PRTools
A Matlab toolbox for pattern recognition Imported pages from 37Steps

Home   Guide   Software   Glossary   FAQ   Blog   About

PRTools, elements, operations, user commands, introductory examples, advanced examples

Mappings

On this page the mapping is introduced. It is one of the key elements of PRTools.

Mapping background

Mappings pave the way from object observations to the recognition of the pattern class they belong to. They define the normalization of the raw measurements, the extraction of the initial features, the reduction to a small, relevant feature set, the estimation of densities of classes or models, the transformation to the output space of a classifier, which can be posteriors, confidences or distances, and finally the selection of the most likely class. In every step a mapping procedure defines how input data is transformed into output data. In programming terms:

output_data = mapping_procedure(input_data,parameters)

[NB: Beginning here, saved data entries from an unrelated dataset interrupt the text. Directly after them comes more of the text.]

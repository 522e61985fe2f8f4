use thiserror::Error;

/// The supplied string is not a recognizable video URL or identifier.
#[derive(Debug, Clone, PartialEq, Eq, Error)]
#[error("invalid video URL or identifier \"{input}\": {reason}")]
pub struct InvalidIdentifierError {
    pub input: String,
    pub reason: &'static str,
}

#[derive(Debug, Error)]
pub enum ConfigError {
    #[error("missing required environment variable: {0}")]
    MissingEnvVar(String),

    #[error("invalid value for environment variable {var}: {reason}")]
    InvalidEnvVar { var: String, reason: String },
}
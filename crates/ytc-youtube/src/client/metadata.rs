//! Channel and video metadata lookups used for display next to the analysis.

use ytc_core::VideoId;

use crate::error::YoutubeError;
use crate::types::{ChannelInfo, ChannelListResponse, VideoListResponse, VideoStats};

use super::YoutubeClient;

impl YoutubeClient {
    /// Resolves the channel that uploaded `video_id`.
    ///
    /// # Errors
    ///
    /// Returns [`YoutubeError::NotFound`] if the API knows no such video, or
    /// any transport/API error from the `videos` endpoint.
    pub async fn get_channel_id(&self, video_id: &VideoId) -> Result<String, YoutubeError> {
        let response: VideoListResponse = self
            .get_json("videos", &[("part", "snippet"), ("id", video_id.as_str())])
            .await?;

        response
            .items
            .into_iter()
            .find_map(|item| item.snippet)
            .map(|snippet| snippet.channel_id)
            .ok_or_else(|| YoutubeError::NotFound {
                message: format!("video {video_id}"),
            })
    }

    /// Fetches public view/like/comment counts for `video_id`.
    ///
    /// # Errors
    ///
    /// Returns [`YoutubeError::NotFound`] if the API knows no such video, or
    /// any transport/API error from the `videos` endpoint.
    pub async fn get_video_stats(&self, video_id: &VideoId) -> Result<VideoStats, YoutubeError> {
        let response: VideoListResponse = self
            .get_json(
                "videos",
                &[("part", "statistics"), ("id", video_id.as_str())],
            )
            .await?;

        response
            .items
            .into_iter()
            .next()
            .map(|item| VideoStats::from(item.statistics.unwrap_or_default()))
            .ok_or_else(|| YoutubeError::NotFound {
                message: format!("video {video_id}"),
            })
    }

    /// Fetches title, logo, creation date, counts and description of a channel.
    ///
    /// # Errors
    ///
    /// Returns [`YoutubeError::NotFound`] if the API knows no such channel, or
    /// any transport/API error from the `channels` endpoint.
    pub async fn get_channel_info(&self, channel_id: &str) -> Result<ChannelInfo, YoutubeError> {
        let response: ChannelListResponse = self
            .get_json(
                "channels",
                &[("part", "snippet,statistics"), ("id", channel_id)],
            )
            .await?;

        response
            .items
            .into_iter()
            .next()
            .map(|item| ChannelInfo::from_item(channel_id, item))
            .ok_or_else(|| YoutubeError::NotFound {
                message: format!("channel {channel_id}"),
            })
    }
}
//! Durable comment snapshots, one CSV file per video.

pub mod csv_format;
pub mod error;
pub mod store;

pub use error::StorageError;
pub use store::{SnapshotStore, StoreHandle, SNAPSHOT_EXTENSION};
//! `info` command handler: channel and video metadata for display.

use ytc_core::{AppConfig, VideoId};

use crate::{analyze::build_client, output};

/// # Errors
///
/// Returns an error if a metadata lookup fails.
pub(crate) async fn run_info(
    config: &AppConfig,
    video_id: &VideoId,
    json: bool,
) -> anyhow::Result<()> {
    let client = build_client(config)?;

    let channel_id = client.get_channel_id(video_id).await?;
    let (channel, stats) = tokio::try_join!(
        client.get_channel_info(&channel_id),
        client.get_video_stats(video_id),
    )?;

    if json {
        let value = serde_json::json!({
            "video_id": video_id,
            "channel": channel,
            "video": stats,
        });
        println!("{}", serde_json::to_string_pretty(&value)?);
    } else {
        print!("{}", output::render_info(video_id, &channel, &stats));
    }
    Ok(())
}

In PRTools input_data and output_data are usually defined a dataset or a datafile, but occasionally they may be a cell array or an array of doubles (in which rows represent the objects), or even a set of scalars or a string. There are many mapping procedures available, e.g. procedures for handling mappings, image handling, image operations, image features, feature selection, fixed mappings, trainable mappings, density estimation..

Mappings can be of the following types: , fixed_cell, , , ,

Classifiers are a special kind of trainable mapping as they map feature data (input_data) on class labels (output_data) or on class confidences. There is a large set of classifiers available:  linear and quadratic, SVMs, neural networks, various (e.g. decision trees and nearest neighbor rules) and combining classifiers.

Mapping definition

Mappings are typically defined inside functions that compute or apply a mapping, e.g. inside classifiers or routines for feature reduction. This section is thereby just given as a background information for the interested reader. There is no need to study this for users that use PRTools from the command line or write simple experimental scripts on the basis of the available routines.

The mapping constructor looks like

W = prmapping(command,type,data,labels,size_in,size_out)

The defined mapping W will usually be used for mapping a dataset A into another space, resulting into a dataset B:

B = A*W

Consequently, if the A has a size of [m,size_in] and W has a size of [size_in,size_out], then the mapping B will have a size of [m,size_out]. Thereby B = A*W is consistent with a Matlab expression in which B, A and W are matrices of the corresponding sizes.

PRTools uses the values of size_in and size_out mainly for error detection and returning appropriate error messages. In many cases the values may be replaced by 0, e.g. when the sizes are unknown at the moment of defining the mapping. This will not effect a correct execution, but may result in badly understandable error messages in case a dataset A of a wrong size is used for input.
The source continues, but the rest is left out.